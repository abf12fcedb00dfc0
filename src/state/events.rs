//! Push boundary between the controller and the presentation layer.
//!
//! After every applied mutation the controller calls [`Presenter::present`]
//! with the new [`FeedSnapshot`] and the [`FeedEvent`] that produced it.
//! Presenters never get a mutable handle on the collections and never poll.

use crate::collections::Collections;
use crate::model::{ChatContact, ContactId, GroupId, Group, Post, PostId, Story, StoryId};
use crate::state::draft::PostText;
use std::sync::Arc;

// ===== FeedEvent =====

/// What changed. Carries display names so presenters need no lookups.
#[derive(Debug, Clone, PartialEq, Eq)]
pub enum FeedEvent {
    /// A post received one more like.
    PostLiked {
        /// Liked post.
        post_id: PostId,
        /// Author of the liked post.
        author: String,
        /// Like count after the increment.
        likes: u32,
    },
    /// A story was opened (also emitted when re-opening a viewed story).
    StoryViewed {
        /// Opened story.
        story_id: StoryId,
        /// Owner of the story.
        user_name: String,
    },
    /// The user asked to join a group. No membership state is recorded.
    GroupJoinRequested {
        /// Requested group.
        group_id: GroupId,
        /// Group name.
        name: String,
    },
    /// A contact's unread counter changed.
    UnreadCountChanged {
        /// Affected contact.
        contact_id: ContactId,
        /// Contact display name.
        display_name: String,
        /// Counter after clamping.
        unread: u32,
    },
    /// The composer draft text changed.
    DraftChanged,
    /// A non-blank post was submitted and the draft cleared.
    PostSubmitted {
        /// Submitted text, exactly as entered.
        text: PostText,
    },
    /// The contact filter query changed.
    ContactFilterChanged {
        /// New query.
        query: String,
        /// Number of contacts now visible.
        matches: usize,
    },
}

impl FeedEvent {
    /// One-line human readable notice for the header.
    ///
    /// `None` for events that are visible on their own (typing, filtering).
    pub fn notice(&self) -> Option<String> {
        match self {
            FeedEvent::PostLiked { author, likes, .. } => {
                Some(format!("You liked {author}'s post ({likes} likes)"))
            }
            FeedEvent::StoryViewed { user_name, .. } => Some(format!("Viewing {user_name}'s story")),
            FeedEvent::GroupJoinRequested { name, .. } => {
                Some(format!("Asked to join {name}"))
            }
            FeedEvent::UnreadCountChanged {
                display_name,
                unread: 0,
                ..
            } => Some(format!("Opened chat with {display_name}")),
            FeedEvent::UnreadCountChanged {
                display_name,
                unread,
                ..
            } => Some(format!("{display_name}: {unread} unread")),
            FeedEvent::PostSubmitted { text } => Some(format!("Posted: {}", text.as_str().trim())),
            FeedEvent::DraftChanged | FeedEvent::ContactFilterChanged { .. } => None,
        }
    }
}

// ===== FeedSnapshot =====

/// Immutable view of everything the presentation layer renders from the feed.
///
/// Cheap to clone: all collections are shared `Arc`s.
#[derive(Debug, Clone, PartialEq, Eq)]
pub struct FeedSnapshot {
    collections: Collections,
    visible_contacts: Arc<[ChatContact]>,
    contact_filter: Arc<str>,
    draft: Arc<str>,
}

impl FeedSnapshot {
    pub(crate) fn new(
        collections: Collections,
        visible_contacts: Arc<[ChatContact]>,
        contact_filter: Arc<str>,
        draft: Arc<str>,
    ) -> Self {
        Self {
            collections,
            visible_contacts,
            contact_filter,
            draft,
        }
    }

    /// All posts in feed order.
    pub fn posts(&self) -> Arc<[Post]> {
        self.collections.posts()
    }

    /// All stories.
    pub fn stories(&self) -> Arc<[Story]> {
        self.collections.stories()
    }

    /// All suggested groups.
    pub fn groups(&self) -> Arc<[Group]> {
        self.collections.groups()
    }

    /// All contacts, ignoring the filter.
    pub fn all_contacts(&self) -> Arc<[ChatContact]> {
        self.collections.contacts()
    }

    /// Contacts matching the current filter, in canonical order.
    pub fn visible_contacts(&self) -> Arc<[ChatContact]> {
        Arc::clone(&self.visible_contacts)
    }

    /// Current contact filter query.
    pub fn contact_filter(&self) -> &str {
        &self.contact_filter
    }

    /// Current composer draft.
    pub fn draft(&self) -> &str {
        &self.draft
    }

    /// Underlying collections value.
    pub fn collections(&self) -> &Collections {
        &self.collections
    }
}

// ===== Presenter =====

/// Receiver of pushed feed updates.
pub trait Presenter {
    /// Called once per applied mutation, after the new state is in place.
    fn present(&mut self, snapshot: &FeedSnapshot, event: &FeedEvent);
}

/// Presenter that drops every update.
#[derive(Debug, Clone, Copy, Default)]
pub struct NullPresenter;

impl Presenter for NullPresenter {
    fn present(&mut self, _snapshot: &FeedSnapshot, _event: &FeedEvent) {}
}

/// Presenter that records every update in arrival order.
#[derive(Debug, Clone, Default)]
pub struct RecordingPresenter {
    updates: Vec<(FeedSnapshot, FeedEvent)>,
}

impl RecordingPresenter {
    /// Create an empty recorder.
    pub fn new() -> Self {
        Self::default()
    }

    /// All recorded updates, oldest first.
    pub fn updates(&self) -> &[(FeedSnapshot, FeedEvent)] {
        &self.updates
    }

    /// Recorded events only, oldest first.
    pub fn events(&self) -> Vec<&FeedEvent> {
        self.updates.iter().map(|(_, e)| e).collect()
    }

    /// Most recent snapshot, if any update was recorded.
    pub fn last_snapshot(&self) -> Option<&FeedSnapshot> {
        self.updates.last().map(|(s, _)| s)
    }
}

impl Presenter for RecordingPresenter {
    fn present(&mut self, snapshot: &FeedSnapshot, event: &FeedEvent) {
        self.updates.push((snapshot.clone(), event.clone()));
    }
}

#[cfg(test)]
mod tests {
    use super::*;

    #[test]
    fn like_notice_mentions_author_and_count() {
        let event = FeedEvent::PostLiked {
            post_id: PostId::new("1").unwrap(),
            author: "Julia Fillory".to_string(),
            likes: 126,
        };
        assert_eq!(
            event.notice().as_deref(),
            Some("You liked Julia Fillory's post (126 likes)")
        );
    }

    #[test]
    fn cleared_unread_reads_as_opened_chat() {
        let event = FeedEvent::UnreadCountChanged {
            contact_id: ContactId::new("u1").unwrap(),
            display_name: "Alice Johnson".to_string(),
            unread: 0,
        };
        assert_eq!(event.notice().as_deref(), Some("Opened chat with Alice Johnson"));
    }

    #[test]
    fn nonzero_unread_reports_count() {
        let event = FeedEvent::UnreadCountChanged {
            contact_id: ContactId::new("u1").unwrap(),
            display_name: "Alice Johnson".to_string(),
            unread: 3,
        };
        assert_eq!(event.notice().as_deref(), Some("Alice Johnson: 3 unread"));
    }

    #[test]
    fn typing_and_filtering_have_no_notice() {
        assert_eq!(FeedEvent::DraftChanged.notice(), None);
        let filter = FeedEvent::ContactFilterChanged {
            query: "al".to_string(),
            matches: 2,
        };
        assert_eq!(filter.notice(), None);
    }

    #[test]
    fn submitted_notice_trims_text() {
        let event = FeedEvent::PostSubmitted {
            text: PostText::new("  hello  ").unwrap(),
        };
        assert_eq!(event.notice().as_deref(), Some("Posted: hello"));
    }
}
----------
▶ **Exercise aim**:
Using the listing above, print every entry verbatim.

▶ **Result for this exercise**:
repository abf12fcedb00dfc0
filename src/state/events.rs
//! Push boundary between the controller and the presentation layer.
//!
//! After every applied mutation the controller calls [`Presenter::present`]
//! with the new [`FeedSnapshot`] and the [`FeedEvent`] that produced it.
//! Presenters never get a mutable handle on the collections and never poll.

use crate::collections::Collections;
use crate::model::{ChatContact, ContactId, GroupId, Group, Post, PostId, Story, StoryId};
use crate::state::draft::PostText;
use std::sync::Arc;

// ===== FeedEvent =====

/// What changed. Carries display names so presenters need no lookups.
#[derive(Debug, Clone, PartialEq, Eq)]
pub enum FeedEvent {
    /// A post received one more like.
    PostLiked {
        /// Liked post.
        post_id: PostId,
        /// Author of the liked post.
        author: String,
        /// Like count after the increment.
        likes: u32,
    },
    /// A story was opened (also emitted when re-opening a viewed story).
    StoryViewed {
        /// Opened story.
        story_id: StoryId,
        /// Owner of the story.
        user_name: String,
    },
    /// The user asked to join a group. No membership state is recorded.
    GroupJoinRequested {
        /// Requested group.
        group_id: GroupId,
        /// Group name.
        name: String,
    },
    /// A contact's unread counter changed.
    UnreadCountChanged {
        /// Affected contact.
        contact_id: ContactId,
        /// Contact display name.
        display_name: String,
        /// Counter after clamping.
        unread: u32,
    },
    /// The composer draft text changed.
    DraftChanged,
    /// A non-blank post was submitted and the draft cleared.
    PostSubmitted {
        /// Submitted text, exactly as entered.
        text: PostText,
    },
    /// The contact filter query changed.
    ContactFilterChanged {
        /// New query.
        query: String,
        /// Number of contacts now visible.
        matches: usize,
    },
}

impl FeedEvent {
    /// One-line human readable notice for the header.
    ///
    /// `None` for events that are visible on their own (typing, filtering).
    pub fn notice(&self) -> Option<String> {
        match self {
            FeedEvent::PostLiked { author, likes, .. } => {
                Some(format!("You liked {author}'s post ({likes} likes)"))
            }
            FeedEvent::StoryViewed { user_name, .. } => Some(format!("Viewing {user_name}'s story")),
            FeedEvent::GroupJoinRequested { name, .. } => {
                Some(format!("Asked to join {name}"))
            }
            FeedEvent::UnreadCountChanged {
                display_name,
                unread: 0,
                ..
            } => Some(format!("Opened chat with {display_name}")),
            FeedEvent::UnreadCountChanged {
                display_name,
                unread,
                ..
            } => Some(format!("{display_name}: {unread} unread")),
            FeedEvent::PostSubmitted { text } => Some(format!("Posted: {}", text.as_str().trim())),
            FeedEvent::DraftChanged | FeedEvent::ContactFilterChanged { .. } => None,
        }
    }
}

// ===== FeedSnapshot =====

/// Immutable view of everything the presentation layer renders from the feed.
///
/// Cheap to clone: all collections are shared `Arc`s.
#[derive(Debug, Clone, PartialEq, Eq)]
pub struct FeedSnapshot {
    collections: Collections,
    visible_contacts: Arc<[ChatContact]>,
    contact_filter: Arc<str>,
    draft: Arc<str>,
}

impl FeedSnapshot {
    pub(crate) fn new(
        collections: Collections,
        visible_contacts: Arc<[ChatContact]>,
        contact_filter: Arc<str>,
        draft: Arc<str>,
    ) -> Self {
        Self {
            collections,
            visible_contacts,
            contact_filter,
            draft,
        }
    }

    /// All posts in feed order.
    pub fn posts(&self) -> Arc<[Post]> {
        self.collections.posts()
    }

    /// All stories.
    pub fn stories(&self) -> Arc<[Story]> {
        self.collections.stories()
    }

    /// All suggested groups.
    pub fn groups(&self) -> Arc<[Group]> {
        self.collections.groups()
    }

    /// All contacts, ignoring the filter.
    pub fn all_contacts(&self) -> Arc<[ChatContact]> {
        self.collections.contacts()
    }

    /// Contacts matching the current filter, in canonical order.
    pub fn visible_contacts(&self) -> Arc<[ChatContact]> {
        Arc::clone(&self.visible_contacts)
    }

    /// Current contact filter query.
    pub fn contact_filter(&self) -> &str {
        &self.contact_filter
    }

    /// Current composer draft.
    pub fn draft(&self) -> &str {
        &self.draft
    }

    /// Underlying collections value.
    pub fn collections(&self) -> &Collections {
        &self.collections
    }
}

// ===== Presenter =====

/// Receiver of pushed feed updates.
pub trait Presenter {
    /// Called once per applied mutation, after the new state is in place.
    fn present(&mut self, snapshot: &FeedSnapshot, event: &FeedEvent);
}

/// Presenter that drops every update.
#[derive(Debug, Clone, Copy, Default)]
pub struct NullPresenter;

impl Presenter for NullPresenter {
    fn present(&mut self, _snapshot: &FeedSnapshot, _event: &FeedEvent) {}
}

/// Presenter that records every update in arrival order.
#[derive(Debug, Clone, Default)]
pub struct RecordingPresenter {
    updates: Vec<(FeedSnapshot, FeedEvent)>,
}

impl RecordingPresenter {
    /// Create an empty recorder.
    pub fn new() -> Self {
        Self::default()
    }

    /// All recorded updates, oldest first.
    pub fn updates(&self) -> &[(FeedSnapshot, FeedEvent)] {
        &self.updates
    }

    /// Recorded events only, oldest first.
    pub fn events(&self) -> Vec<&FeedEvent> {
        self.updates.iter().map(|(_, e)| e).collect()
    }

    /// Most recent snapshot, if any update was recorded.
    pub fn last_snapshot(&self) -> Option<&FeedSnapshot> {
        self.updates.last().map(|(s, _)| s)
    }
}

impl Presenter for RecordingPresenter {
    fn present(&mut self, snapshot: &FeedSnapshot, event: &FeedEvent) {
        self.updates.push((snapshot.clone(), event.clone()));
    }
}

#[cfg(test)]
mod tests {
    use super::*;

    #[test]
    fn like_notice_mentions_author_and_count() {
        let event = FeedEvent::PostLiked {
            post_id: PostId::new("1").unwrap(),
            author: "Julia Fillory".to_string(),
            likes: 126,
        };
        assert_eq!(
            event.notice().as_deref(),
            Some("You liked Julia Fillory's post (126 likes)")
        );
    }

    #[test]
    fn cleared_unread_reads_as_opened_chat() {
        let event = FeedEvent::UnreadCountChanged {
            contact_id: ContactId::new("u1").unwrap(),
            display_name: "Alice Johnson".to_string(),
            unread: 0,
        };
        assert_eq!(event.notice().as_deref(), Some("Opened chat with Alice Johnson"));
    }

    #[test]
    fn nonzero_unread_reports_count() {
        let event = FeedEvent::UnreadCountChanged {
            contact_id: ContactId::new("u1").unwrap(),
            display_name: "Alice Johnson".to_string(),
            unread: 3,
        };
        assert_eq!(event.notice().as_deref(), Some("Alice Johnson: 3 unread"));
    }

    #[test]
    fn typing_and_filtering_have_no_notice() {
        assert_eq!(FeedEvent::DraftChanged.notice(), None);
        let filter = FeedEvent::ContactFilterChanged {
            query: "al".to_string(),
            matches: 2,
        };
        assert_eq!(filter.notice(), None);
    }

    #[test]
    fn submitted_notice_trims_text() {
        let event = FeedEvent::PostSubmitted {
            text: PostText::new("  hello  ").unwrap(),
        };
        assert_eq!(event.notice().as_deref(), Some("Posted: hello"));
    }
}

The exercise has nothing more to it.